» Task statement
Please copy every line with the string "FieldValue" from the entries below.

» Exercise input
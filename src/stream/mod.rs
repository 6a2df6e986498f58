//! Parser for Java object serialization streams.
//!
//! A stream is what `java.io.ObjectOutputStream` writes: the magic
//! number `0xACED`, a version number, and a sequence of content
//! elements (objects, arrays, strings, class descriptors, and blocks of
//! opaque data). The parser builds a [`Value`] tree for each element,
//! without running any code from the classes in the stream.
//!
//! # Examples
//!
//! ```
//! use serdump::stream::{self, Value};
//!
//! // A stream with the string "hi".
//! let data = b"\xAC\xED\x00\x05\x74\x00\x02hi";
//!
//! let stream = stream::parse(data).unwrap();
//! assert_eq!(stream.version, 5);
//! assert_eq!(stream.contents, [Value::String("hi".into())]);
//! ```

mod codes;
mod deserializer;
mod event_handler;
mod input;
#[cfg(test)]
mod tests;

use std::{fmt, rc::Rc};

use serde::Serialize;

pub use codes::{FieldType, RmiMessage, TypeCode};
pub use deserializer::Deserializer;
pub use event_handler::{EventHandler, NoEventHandler};

/// First handle assigned in a stream.
pub const BASE_WIRE_HANDLE: u32 = 0x7E0000;

pub const STREAM_MAGIC: u16 = 0xACED;

pub const STREAM_VERSION: u16 = 5;

/// Errors from [`Deserializer::parse`].
#[derive(thiserror::Error, Debug, PartialEq)]
pub enum ParseError {
    #[error("Unexpected end of stream at offset {offset}.")]
    UnexpectedEof { offset: usize },

    #[error("Invalid stream magic 0x{0:04X}.")]
    InvalidMagic(u16),

    #[error("Unsupported stream version {0}.")]
    UnsupportedVersion(u16),

    #[error("Unexpected type code 0x{code:02X} at offset {offset}, expected {expected}.")]
    UnexpectedTypeCode {
        offset: usize,
        code: u8,
        expected: &'static str,
    },

    #[error("Invalid field type code 0x{code:02X} at offset {offset}.")]
    InvalidFieldType { offset: usize, code: u8 },

    #[error("Invalid flags 0x{flags:02X} for class {class}: {reason}")]
    InvalidClassFlags {
        class: String,
        flags: u8,
        reason: &'static str,
    },

    #[error("Invalid handle 0x{handle:08X} at offset {offset}.")]
    InvalidHandle { offset: usize, handle: u32 },

    #[error("Missing class descriptor at offset {offset}.")]
    MissingClassDesc { offset: usize },

    #[error("Class {0:?} is not an array class.")]
    NotAnArrayClass(String),

    #[error("Negative length {length} at offset {offset}.")]
    NegativeLength { offset: usize, length: i64 },

    #[error("Invalid modified UTF-8 string at offset {offset}.")]
    InvalidUtf { offset: usize },

    #[error("Externalizable class {0} was written without block data.")]
    UnsupportedExternalContents(String),

    #[error("Nesting depth exceeds {0}.")]
    DepthExceeded(usize),
}

/// Parse `data` with the default options.
///
/// See [`Deserializer`] to change them.
pub fn parse(data: &[u8]) -> Result<Stream, ParseError> {
    Deserializer::new(data).parse()
}

/// A parsed stream.
#[derive(Clone, Debug, PartialEq, Serialize)]
pub struct Stream {
    /// RMI message type found before the stream magic.
    pub rmi: Option<u8>,

    pub version: u16,

    /// Top-level content elements, in stream order.
    pub contents: Vec<Value>,
}

impl Stream {
    /// Return the RMI message type, if the stream starts with a known one.
    pub fn rmi_message(&self) -> Option<RmiMessage> {
        self.rmi.and_then(RmiMessage::from_byte)
    }

    /// Return the first top-level object in the stream.
    pub fn first_object(&self) -> Option<&Object> {
        self.contents.iter().find_map(Value::as_object)
    }
}

/// Value of a content element, a field, or an array item.
#[derive(Clone, Debug, PartialEq, Serialize)]
#[serde(rename_all = "snake_case")]
pub enum Value {
    Null,
    Byte(i8),
    /// UTF-16 code unit.
    Char(u16),
    Double(f64),
    Float(f32),
    Int(i32),
    Long(i64),
    Short(i16),
    Boolean(bool),
    String(String),
    Object(Box<Object>),
    Array(Array),
    Enum(Enum),
    /// A `java.lang.Class` instance.
    Class(Rc<ClassDesc>),
    ClassDesc(Rc<ClassDesc>),
    BlockData(#[serde(serialize_with = "crate::hex::serialize")] Vec<u8>),
    /// Handle of a previous element.
    Reference(u32),
    /// Object thrown while the stream was written.
    Exception(Box<Value>),
}

impl Value {
    pub fn as_object(&self) -> Option<&Object> {
        match self {
            Value::Object(object) => Some(object.as_ref()),
            _ => None,
        }
    }

    pub fn as_array(&self) -> Option<&Array> {
        match self {
            Value::Array(array) => Some(array),
            _ => None,
        }
    }

    pub fn as_str(&self) -> Option<&str> {
        match self {
            Value::String(s) => Some(s.as_str()),
            _ => None,
        }
    }
}

/// Flags of a class descriptor (the `SC_*` constants).
#[derive(Copy, Clone, Debug, Default, PartialEq, Eq)]
pub struct ClassFlags(u8);

impl ClassFlags {
    pub const WRITE_METHOD: ClassFlags = ClassFlags(0x01);
    pub const SERIALIZABLE: ClassFlags = ClassFlags(0x02);
    pub const EXTERNALIZABLE: ClassFlags = ClassFlags(0x04);
    pub const BLOCK_DATA: ClassFlags = ClassFlags(0x08);
    pub const ENUM: ClassFlags = ClassFlags(0x10);

    const NAMES: [(ClassFlags, &'static str); 5] = [
        (ClassFlags::WRITE_METHOD, "SC_WRITE_METHOD"),
        (ClassFlags::SERIALIZABLE, "SC_SERIALIZABLE"),
        (ClassFlags::EXTERNALIZABLE, "SC_EXTERNALIZABLE"),
        (ClassFlags::BLOCK_DATA, "SC_BLOCK_DATA"),
        (ClassFlags::ENUM, "SC_ENUM"),
    ];

    pub fn from_bits(bits: u8) -> Self {
        ClassFlags(bits)
    }

    pub fn bits(self) -> u8 {
        self.0
    }

    pub fn contains(self, other: ClassFlags) -> bool {
        self.0 & other.0 == other.0
    }

    /// Check that the combination of flags is one that
    /// `ObjectOutputStream` can write.
    pub(crate) fn validate(self) -> Result<(), &'static str> {
        if self.contains(Self::SERIALIZABLE) {
            if self.contains(Self::EXTERNALIZABLE) {
                return Err("SC_SERIALIZABLE is not compatible with SC_EXTERNALIZABLE.");
            }

            if self.contains(Self::BLOCK_DATA) {
                return Err("SC_SERIALIZABLE is not compatible with SC_BLOCK_DATA.");
            }
        } else if self.contains(Self::EXTERNALIZABLE) {
            if self.contains(Self::WRITE_METHOD) {
                return Err("SC_EXTERNALIZABLE is not compatible with SC_WRITE_METHOD.");
            }
        } else if self.0 != 0 {
            return Err("must include either SC_SERIALIZABLE or SC_EXTERNALIZABLE.");
        }

        Ok(())
    }
}

impl fmt::Display for ClassFlags {
    fn fmt(&self, f: &mut fmt::Formatter<'_>) -> fmt::Result {
        let mut names = Self::NAMES
            .iter()
            .filter(|(flag, _)| self.contains(*flag))
            .map(|(_, name)| name);

        if let Some(first) = names.next() {
            f.write_str(first)?;
            names.try_for_each(|name| write!(f, " | {name}"))?;
        }

        Ok(())
    }
}

impl Serialize for ClassFlags {
    fn serialize<S: serde::Serializer>(&self, serializer: S) -> Result<S::Ok, S::Error> {
        serializer.collect_str(self)
    }
}

/// Description of a class, as written by `ObjectStreamClass`.
#[derive(Clone, Debug, PartialEq, Serialize)]
pub struct ClassDesc {
    pub handle: u32,

    /// Class name. Empty for proxy classes.
    pub name: String,

    pub serial_version_uid: i64,

    pub flags: ClassFlags,

    pub fields: Vec<FieldDesc>,

    /// Interfaces implemented by a proxy class.
    #[serde(skip_serializing_if = "Vec::is_empty")]
    pub interfaces: Vec<String>,

    /// `true` if it was read from a `TC_PROXYCLASSDESC` element.
    pub proxy: bool,

    /// Contents written by `annotateClass` or `annotateProxyClass`.
    #[serde(skip_serializing_if = "Vec::is_empty")]
    pub annotations: Vec<Value>,

    pub super_class: Option<Rc<ClassDesc>>,
}

impl ClassDesc {
    /// Iterate over this class and its super classes, starting with
    /// this one.
    pub fn hierarchy(&self) -> impl Iterator<Item = &ClassDesc> {
        std::iter::successors(Some(self), |desc| desc.super_class.as_deref())
    }

    pub fn field(&self, name: &str) -> Option<&FieldDesc> {
        self.fields.iter().find(|field| field.name == name)
    }
}

/// Field in a class descriptor.
#[derive(Clone, Debug, PartialEq, Serialize)]
pub struct FieldDesc {
    pub field_type: FieldType,

    pub name: String,

    /// Type signature of array and object fields, like
    /// `Ljava/lang/String;`.
    #[serde(skip_serializing_if = "Option::is_none")]
    pub class_name: Option<String>,
}

/// Instance of a serializable or externalizable class.
#[derive(Clone, Debug, PartialEq, Serialize)]
pub struct Object {
    pub handle: u32,

    #[serde(rename = "class_name", serialize_with = "serialize_class_name")]
    pub class: Rc<ClassDesc>,

    /// Data for each class in the hierarchy that wrote some data,
    /// from the top-most super class down to the class of the object.
    pub class_data: Vec<ClassData>,
}

impl Object {
    /// Return the value of the field `name`.
    ///
    /// If more than one class in the hierarchy has a field with that
    /// name, the one from the most derived class is returned.
    pub fn field(&self, name: &str) -> Option<&Value> {
        self.class_data
            .iter()
            .rev()
            .flat_map(|data| data.values.iter())
            .find(|field| field.name == name)
            .map(|field| &field.value)
    }

    /// Iterate over the fields of all classes, in stream order.
    pub fn fields(&self) -> impl Iterator<Item = &FieldValue> {
        self.class_data.iter().flat_map(|data| data.values.iter())
    }
}

/// Data written by one class of an object.
#[derive(Clone, Debug, PartialEq, Serialize)]
pub struct ClassData {
    pub class_name: String,

    pub values: Vec<FieldValue>,

    /// Contents written by a custom `writeObject` or `writeExternal`.
    #[serde(skip_serializing_if = "Vec::is_empty")]
    pub annotations: Vec<Value>,
}

#[derive(Clone, Debug, PartialEq, Serialize)]
pub struct FieldValue {
    pub name: String,
    pub value: Value,
}

#[derive(Clone, Debug, PartialEq, Serialize)]
pub struct Array {
    pub handle: u32,

    #[serde(rename = "class_name", serialize_with = "serialize_class_name")]
    pub class: Rc<ClassDesc>,

    pub values: Vec<Value>,
}

impl Array {
    /// Return the items of a `byte[]` array.
    pub fn as_bytes(&self) -> Option<Vec<u8>> {
        if self.class.name != "[B" {
            return None;
        }

        self.values
            .iter()
            .map(|value| match value {
                Value::Byte(b) => Some(*b as u8),
                _ => None,
            })
            .collect()
    }
}

#[derive(Clone, Debug, PartialEq, Serialize)]
pub struct Enum {
    pub handle: u32,

    #[serde(rename = "class_name", serialize_with = "serialize_class_name")]
    pub class: Rc<ClassDesc>,

    pub constant: String,
}

fn serialize_class_name<S: serde::Serializer>(
    class: &Rc<ClassDesc>,
    serializer: S,
) -> Result<S::Ok, S::Error> {
    serializer.serialize_str(&class.name)
}

#[test]
fn validate_class_flags() {
    let check = |bits| ClassFlags::from_bits(bits).validate();

    assert!(check(0x00).is_ok());
    assert!(check(0x02).is_ok());
    assert!(check(0x03).is_ok());
    assert!(check(0x12).is_ok());
    assert!(check(0x04).is_ok());
    assert!(check(0x0C).is_ok());

    assert!(check(0x06).is_err());
    assert!(check(0x0A).is_err());
    assert!(check(0x05).is_err());
    assert!(check(0x01).is_err());
    assert!(check(0x08).is_err());
}

#[test]
fn format_class_flags() {
    assert_eq!(
        ClassFlags::from_bits(0x03).to_string(),
        "SC_WRITE_METHOD | SC_SERIALIZABLE"
    );

    assert_eq!(
        ClassFlags::from_bits(0x0C).to_string(),
        "SC_EXTERNALIZABLE | SC_BLOCK_DATA"
    );

    assert_eq!(ClassFlags::from_bits(0x00).to_string(), "");
}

» Reply
    pub fn fields(&self) -> impl Iterator<Item = &FieldValue> {
    pub values: Vec<FieldValue>,
pub struct FieldValue {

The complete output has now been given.